They say those who don't learn from the past are condemned to repeat it. Alain Clenet learned a lot in history calls, as proven by today's Nice Price or Crack Pipe Series III Asha, but will its price prove condemnable?
What we all learned from the past - the very recent past - is that yesterday's Willys Pickup gave yours a little tug, and 88% of you felt its price made it lust-worthy all the day long. When it comes to retro, that truck was the real deal. Sometimes however, you want the look, but not the headaches of nostalgia, and that's the niche cars like the Zimmer, Excalibur, and Clenet attempt to fill. Filling today's niche is a 1982 Clenet Series III Asha hardtop, which could be perfect for a trip down memory lane.
Alain Clenet founded his coach building company in a Santa Barbara, California garage in 1974. From those humble beginnings grew an enviable specialty car empire spanning dozens of months and nearly 500 cars before bankruptcy claimed the company and any hope of future offerings. Before the buzzy florescent lights hummed their last at the Clenet factory, the company did manage to roll out four different series of classically bodied cars, all on contemporary Ford chassis.
The third series, dubbed the Asha after the founder's daughter, hid is plebeian origins like Eliza Doolittle her accent, but there's still no mistaking the VW Superbeetle ventwings and windscreen. This car - number nine of the approximately 52 cars built - rolls on a chassis that was originally intended to underpin a Lincoln Mark VI or other of Ford's more barge-like rides. Like all Clenets, it features all the luxury accouterments of the time - fine leather upholstery, Italian burled walnut dash, and more brightwork than an orthodontist's waiting room.

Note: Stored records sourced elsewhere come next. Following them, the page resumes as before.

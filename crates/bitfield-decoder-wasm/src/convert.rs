use bitfield_decoder::{DecodeError, DecodedValue, PackedValue};
use serde::Serialize;
use serde_json::{Number, Value};
use wasm_bindgen::JsValue;

/// Decoded value as handed to JavaScript. Values outside the `i64` range can
/// only come from 64-bit unsigned fields.
#[derive(Debug, PartialEq, Eq, Serialize)]
#[serde(untagged)]
pub enum JsValueOut {
    I64(i64),
    U64(u64),
    Array(Vec<JsValueOut>),
}

pub fn error_to_js<E: std::fmt::Display>(err: E) -> JsValue {
    JsValue::from_str(&err.to_string())
}

pub fn to_js<T: Serialize>(value: &T) -> Result<JsValue, JsValue> {
    let serializer =
        serde_wasm_bindgen::Serializer::new().serialize_large_number_types_as_bigints(true);
    value
        .serialize(&serializer)
        .map_err(|e| JsValue::from_str(&e.to_string()))
}

fn kind(value: &Value) -> &'static str {
    match value {
        Value::Null => "null",
        Value::Bool(_) => "boolean",
        Value::Number(_) => "number",
        Value::String(_) => "string",
        Value::Array(_) => "array",
        Value::Object(_) => "object",
    }
}

fn number_to_packed(number: &Number) -> Option<u64> {
    if let Some(value) = number.as_u64() {
        return Some(value);
    }
    if let Some(value) = number.as_i64() {
        return Some(value as u64);
    }

    // JavaScript numbers arrive as f64; accept the ones holding an integer.
    let value = number.as_f64()?;
    if value.fract() != 0.0 || value < i64::MIN as f64 || value >= u64::MAX as f64 {
        return None;
    }
    if value < 0.0 {
        Some(value as i64 as u64)
    } else {
        Some(value as u64)
    }
}

/// Converts a single integer. Anything else is a [DecodeError::TypeMismatch].
pub fn json_to_scalar(value: &Value) -> Result<u64, DecodeError> {
    match value {
        Value::Number(number) => {
            number_to_packed(number).ok_or_else(|| DecodeError::TypeMismatch(number.to_string()))
        }
        other => Err(DecodeError::TypeMismatch(kind(other).to_string())),
    }
}

/// Converts an integer or a (nested) array of integers into a [PackedValue].
pub fn json_to_packed(value: &Value) -> Result<PackedValue, DecodeError> {
    match value {
        Value::Number(_) => json_to_scalar(value).map(PackedValue::Scalar),
        Value::Array(items) if items.iter().all(Value::is_number) => items
            .iter()
            .map(json_to_scalar)
            .collect::<Result<Vec<_>, _>>()
            .map(PackedValue::Flat),
        Value::Array(items) => items
            .iter()
            .map(json_to_packed)
            .collect::<Result<Vec<_>, _>>()
            .map(PackedValue::Nested),
        other => Err(DecodeError::UnsupportedValueType(kind(other).to_string())),
    }
}

pub fn scalar_to_out(value: i128) -> JsValueOut {
    match i64::try_from(value) {
        Ok(value) => JsValueOut::I64(value),
        // Only a 64-bit unsigned field can exceed i64, and it always fits u64.
        Err(_) => JsValueOut::U64(value as u64),
    }
}

pub fn decoded_to_out(value: DecodedValue) -> JsValueOut {
    match value {
        DecodedValue::Scalar(value) => scalar_to_out(value),
        DecodedValue::Flat(values) => {
            JsValueOut::Array(values.into_iter().map(scalar_to_out).collect())
        }
        DecodedValue::Nested(values) => {
            JsValueOut::Array(values.into_iter().map(decoded_to_out).collect())
        }
    }
}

Up front, the flowing fenders and classic floating headlamps vie for attention with a massive grille that evokes images of Rolls Royce and cleaning the bugs out of its delicate vertical bars after a road trip. The low-slung and heavily padded roof is non-removable on this car, an option at the time of a targa over the seats having not been in the cards, apparently. Out back the trunk rolls gracefully down to the double bar bumper, which also meets the French curving rear fenders, which like the fronts are made from thick, rust-proof fiberglass.
The paint on that glass, as well as the overall fit and finish, looks exceptionally clean and correct for a car with the nearly 30 years, and over 90,000 miles this car is claimed to have. The inside looks equally clean and is filled with all the trappings of old money aristocracy any blue blood could want. One kind of weird feature of the interior is the dash-mounted knob for the transmission gear selection, which seems somewhat like a vestigial organ amidst all the VDO gauges.
Odd or not, that fat man's nubby dinkus of a shift lever is attached at the other end to a Ford AOD 4-speed transmission -there were no manual-equipped Clenets. The gearbox is in turn bolted to a 302 V8 that at the time produced about 134 bhp, and with a curb weight of around 3,600 pounds, that meant for stately rather than spritely motoring. Of course in refined society it's always more important how you arrive than when.
With an original sticker price of $62,000 and the ability to name your own color and interior materials, the Clenet in ‘82 would surely have announced that you had arrived - and unsurprisingly celebrities such as Farrah Fawcett and Rod Stewart were notable Clenet owners.
Time wounds all heels however, and despite this car's rarity and obvious association with the haves rather than the have-nots, its sticker shows undeniable depreciation over the years. The $27,885 this seller is requesting wouldn't generate so much as a raised eyebrow down at the Polo and Discrimination Club, but then again how would they know? This may be an excellent opportunity for someone of meager means to step up into the leagues of the upper crust.
What do you think, is that $27,885 for this Clenet make it the perfect stepping stone to the preferred lifestyle? Or, does that price imply that it is still only for the rich and famous - and can stay that way?